→ WHAT TO PRODUCE: "Result" is the word to look for; copy each line of the listing where it occurs.

━━━ WORKING DATA ━━━

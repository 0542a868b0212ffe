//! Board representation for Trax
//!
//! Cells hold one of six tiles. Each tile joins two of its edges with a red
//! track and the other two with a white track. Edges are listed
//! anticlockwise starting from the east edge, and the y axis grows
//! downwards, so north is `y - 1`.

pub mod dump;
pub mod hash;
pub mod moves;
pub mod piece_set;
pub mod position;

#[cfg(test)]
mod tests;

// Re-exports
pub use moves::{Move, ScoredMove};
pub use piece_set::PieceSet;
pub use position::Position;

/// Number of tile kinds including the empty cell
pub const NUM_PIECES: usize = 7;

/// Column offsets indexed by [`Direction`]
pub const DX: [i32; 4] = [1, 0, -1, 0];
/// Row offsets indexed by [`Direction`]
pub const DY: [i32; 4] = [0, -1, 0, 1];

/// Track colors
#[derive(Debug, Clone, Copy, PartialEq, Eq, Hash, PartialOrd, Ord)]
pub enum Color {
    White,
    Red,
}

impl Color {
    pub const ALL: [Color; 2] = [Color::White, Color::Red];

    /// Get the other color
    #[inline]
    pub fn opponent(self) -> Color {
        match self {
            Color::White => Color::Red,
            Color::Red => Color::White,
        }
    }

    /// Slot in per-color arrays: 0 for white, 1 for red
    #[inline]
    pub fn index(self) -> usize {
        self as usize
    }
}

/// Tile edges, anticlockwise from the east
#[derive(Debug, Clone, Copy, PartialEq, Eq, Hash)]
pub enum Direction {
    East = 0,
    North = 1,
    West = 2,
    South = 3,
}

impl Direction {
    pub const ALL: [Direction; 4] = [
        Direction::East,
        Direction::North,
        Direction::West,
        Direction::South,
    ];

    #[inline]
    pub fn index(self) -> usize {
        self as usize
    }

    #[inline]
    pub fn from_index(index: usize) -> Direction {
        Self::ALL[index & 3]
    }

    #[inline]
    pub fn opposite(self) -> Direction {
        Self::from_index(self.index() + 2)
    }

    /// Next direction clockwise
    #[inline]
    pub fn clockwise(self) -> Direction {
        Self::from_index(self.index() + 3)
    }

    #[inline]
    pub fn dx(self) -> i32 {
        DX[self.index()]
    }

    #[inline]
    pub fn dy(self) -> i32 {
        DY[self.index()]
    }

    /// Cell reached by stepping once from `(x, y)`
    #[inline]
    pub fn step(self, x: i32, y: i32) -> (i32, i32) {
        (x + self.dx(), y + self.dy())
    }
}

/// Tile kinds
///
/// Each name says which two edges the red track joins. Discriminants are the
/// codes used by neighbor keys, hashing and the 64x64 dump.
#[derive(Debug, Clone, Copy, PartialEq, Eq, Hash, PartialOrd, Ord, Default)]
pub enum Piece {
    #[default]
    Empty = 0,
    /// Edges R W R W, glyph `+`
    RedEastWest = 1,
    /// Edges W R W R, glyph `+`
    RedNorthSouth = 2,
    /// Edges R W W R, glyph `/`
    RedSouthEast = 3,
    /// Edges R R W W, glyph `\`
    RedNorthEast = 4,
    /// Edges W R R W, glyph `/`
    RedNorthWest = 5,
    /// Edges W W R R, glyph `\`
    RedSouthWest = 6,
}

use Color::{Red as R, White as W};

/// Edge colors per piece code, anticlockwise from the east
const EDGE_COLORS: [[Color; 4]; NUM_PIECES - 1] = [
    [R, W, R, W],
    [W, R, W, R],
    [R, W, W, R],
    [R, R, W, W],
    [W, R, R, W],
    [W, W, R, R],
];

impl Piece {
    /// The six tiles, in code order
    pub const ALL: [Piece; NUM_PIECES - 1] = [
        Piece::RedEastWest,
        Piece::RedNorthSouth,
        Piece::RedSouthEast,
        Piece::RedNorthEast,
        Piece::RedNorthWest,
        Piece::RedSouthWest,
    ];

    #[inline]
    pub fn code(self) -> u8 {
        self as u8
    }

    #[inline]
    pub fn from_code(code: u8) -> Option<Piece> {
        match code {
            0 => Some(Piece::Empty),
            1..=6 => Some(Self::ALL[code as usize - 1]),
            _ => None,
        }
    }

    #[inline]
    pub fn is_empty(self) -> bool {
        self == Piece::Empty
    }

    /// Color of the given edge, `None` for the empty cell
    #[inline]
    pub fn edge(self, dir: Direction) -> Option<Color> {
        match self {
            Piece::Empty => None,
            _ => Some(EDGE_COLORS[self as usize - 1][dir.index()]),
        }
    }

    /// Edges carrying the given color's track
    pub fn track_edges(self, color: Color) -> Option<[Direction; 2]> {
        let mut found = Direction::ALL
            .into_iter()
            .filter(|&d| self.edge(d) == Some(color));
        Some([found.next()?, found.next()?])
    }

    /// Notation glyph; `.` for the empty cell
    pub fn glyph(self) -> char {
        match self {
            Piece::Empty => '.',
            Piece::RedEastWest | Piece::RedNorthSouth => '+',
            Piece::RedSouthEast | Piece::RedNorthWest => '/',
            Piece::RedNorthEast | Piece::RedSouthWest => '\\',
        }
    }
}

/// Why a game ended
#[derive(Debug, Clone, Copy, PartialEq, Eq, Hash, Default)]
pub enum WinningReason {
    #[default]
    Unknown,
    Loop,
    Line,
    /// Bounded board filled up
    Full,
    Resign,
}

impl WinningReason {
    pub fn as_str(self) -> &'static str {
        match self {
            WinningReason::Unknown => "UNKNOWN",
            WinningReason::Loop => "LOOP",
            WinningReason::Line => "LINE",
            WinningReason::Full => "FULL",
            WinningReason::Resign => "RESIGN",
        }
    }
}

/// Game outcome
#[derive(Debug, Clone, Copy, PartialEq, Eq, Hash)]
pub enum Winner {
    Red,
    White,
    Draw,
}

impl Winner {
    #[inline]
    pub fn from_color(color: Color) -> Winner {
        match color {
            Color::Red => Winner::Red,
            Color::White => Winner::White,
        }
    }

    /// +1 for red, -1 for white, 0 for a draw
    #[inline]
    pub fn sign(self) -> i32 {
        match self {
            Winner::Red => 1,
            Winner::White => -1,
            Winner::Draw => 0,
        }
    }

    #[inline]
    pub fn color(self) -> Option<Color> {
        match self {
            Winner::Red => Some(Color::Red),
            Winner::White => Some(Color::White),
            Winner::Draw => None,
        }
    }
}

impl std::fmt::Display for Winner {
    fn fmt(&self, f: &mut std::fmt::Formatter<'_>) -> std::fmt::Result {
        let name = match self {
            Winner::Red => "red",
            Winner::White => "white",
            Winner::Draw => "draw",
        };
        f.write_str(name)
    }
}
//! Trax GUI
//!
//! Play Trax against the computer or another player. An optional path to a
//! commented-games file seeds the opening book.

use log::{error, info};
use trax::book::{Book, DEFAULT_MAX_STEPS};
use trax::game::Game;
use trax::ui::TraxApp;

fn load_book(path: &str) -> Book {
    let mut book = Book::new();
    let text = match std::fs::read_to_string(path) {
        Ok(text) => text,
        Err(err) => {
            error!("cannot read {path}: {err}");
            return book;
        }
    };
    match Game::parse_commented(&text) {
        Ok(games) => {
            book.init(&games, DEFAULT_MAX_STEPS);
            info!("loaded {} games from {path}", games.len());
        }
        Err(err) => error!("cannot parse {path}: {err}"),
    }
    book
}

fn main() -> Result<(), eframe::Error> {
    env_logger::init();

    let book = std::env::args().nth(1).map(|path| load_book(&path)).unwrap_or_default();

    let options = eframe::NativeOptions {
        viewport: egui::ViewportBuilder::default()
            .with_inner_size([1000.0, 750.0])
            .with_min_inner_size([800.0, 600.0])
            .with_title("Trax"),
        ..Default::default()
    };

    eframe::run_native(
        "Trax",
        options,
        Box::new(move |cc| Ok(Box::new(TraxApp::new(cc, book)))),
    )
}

━━━

→ COMPLETED TASK:
    fn fmt(&self, f: &mut std::fmt::Formatter<'_>) -> std::fmt::Result {
fn main() -> Result<(), eframe::Error> {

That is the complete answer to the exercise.